The building sector is responsible for 40% of overall global energy consumption. Building defects including heat loss, moisture, and air leakage, account for inefficient space heating and cooling resulting in excessive energy consumption and adding to associated greenhouse gas emissions.

Building inspections and energy surveys are performed to detect building defects such as cracks, moisture and air losses, however, being highly labour intensive and time consuming, these existing survey methods are not suitable for large-scale audits.

Smart Drone Energy Survey (SDES)

SDES provide a time-efficient, cost-effective, and near-autonomous solution to large scale building façade inspections.

SDES utilises onboard low-power hardware that includes sophisticated sensors and cameras that are capable of:

  1. Thermographic 3D reconstruction of buildings in real-time
  2. Autonomous detection of various building faults though embedded Artificial Intelligence (AI)
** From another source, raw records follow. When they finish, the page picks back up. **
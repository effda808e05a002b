//! # aapi CLI entry point
//!
//! Parses command-line arguments, installs the tracing subscriber and
//! dispatches to subcommand handlers.

use std::process::ExitCode;

use clap::{Parser, Subcommand};
use tracing_subscriber::EnvFilter;

use aapi_cli::messages::{run_messages, MessagesArgs};
use aapi_cli::validate::{run_validate, ValidateArgs};

/// Validate message payloads against AsyncAPI documents.
#[derive(Parser, Debug)]
#[command(name = "aapi", version, about, long_about = None)]
struct Cli {
    /// Enable verbose output. Repeat for more verbosity (-v, -vv, -vvv).
    /// Ignored when RUST_LOG is set.
    #[arg(short, long, action = clap::ArgAction::Count, global = true)]
    verbose: u8,

    /// Write log lines as JSON objects.
    #[arg(long, global = true)]
    log_json: bool,

    #[command(subcommand)]
    command: Commands,
}

#[derive(Subcommand, Debug)]
enum Commands {
    /// Validate a JSON payload against a message of an AsyncAPI document.
    Validate(ValidateArgs),

    /// List the messages an AsyncAPI document declares.
    Messages(MessagesArgs),
}

#[tokio::main]
async fn main() -> ExitCode {
    let cli = Cli::parse();

    let filter = EnvFilter::try_from_default_env().unwrap_or_else(|_| match cli.verbose {
        0 => EnvFilter::new("warn"),
        1 => EnvFilter::new("info"),
        2 => EnvFilter::new("debug"),
        _ => EnvFilter::new("trace"),
    });
    let subscriber = tracing_subscriber::fmt()
        .with_env_filter(filter)
        .with_target(false)
        .with_writer(std::io::stderr);
    if cli.log_json {
        subscriber.json().init();
    } else {
        subscriber.init();
    }

    let result = match cli.command {
        Commands::Validate(args) => run_validate(&args).await,
        Commands::Messages(args) => run_messages(&args).await,
    };

    match result {
        Ok(code) => ExitCode::from(code),
        Err(e) => {
            tracing::error!("{e:#}");
            eprintln!("error: {e:#}");
            ExitCode::from(2)
        }
    }
}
Thanks to the monocular photogrammetry technique superimposed with thermographic imagery, drones can capture and produce a fully stitched and textured 3D model as it surveys a façade. This helps in quantitative building energy audits and more detailed fault diagnosis. An example of a result of this type of survey is shown in Figure 1.

The on-board computer vision hardware enables the drone to instantaneously detect and identify building defects (such as heat losses on windows) using real-time Transfer Learning (TL), a pretrained Machine Learning (ML) method. An example of a result of this technique is shown in Figure 2.

The transfer learning (TL) method can be further adapted for newer/specific/custom faults by simply adding training data with images and their corresponding labels to the TL model.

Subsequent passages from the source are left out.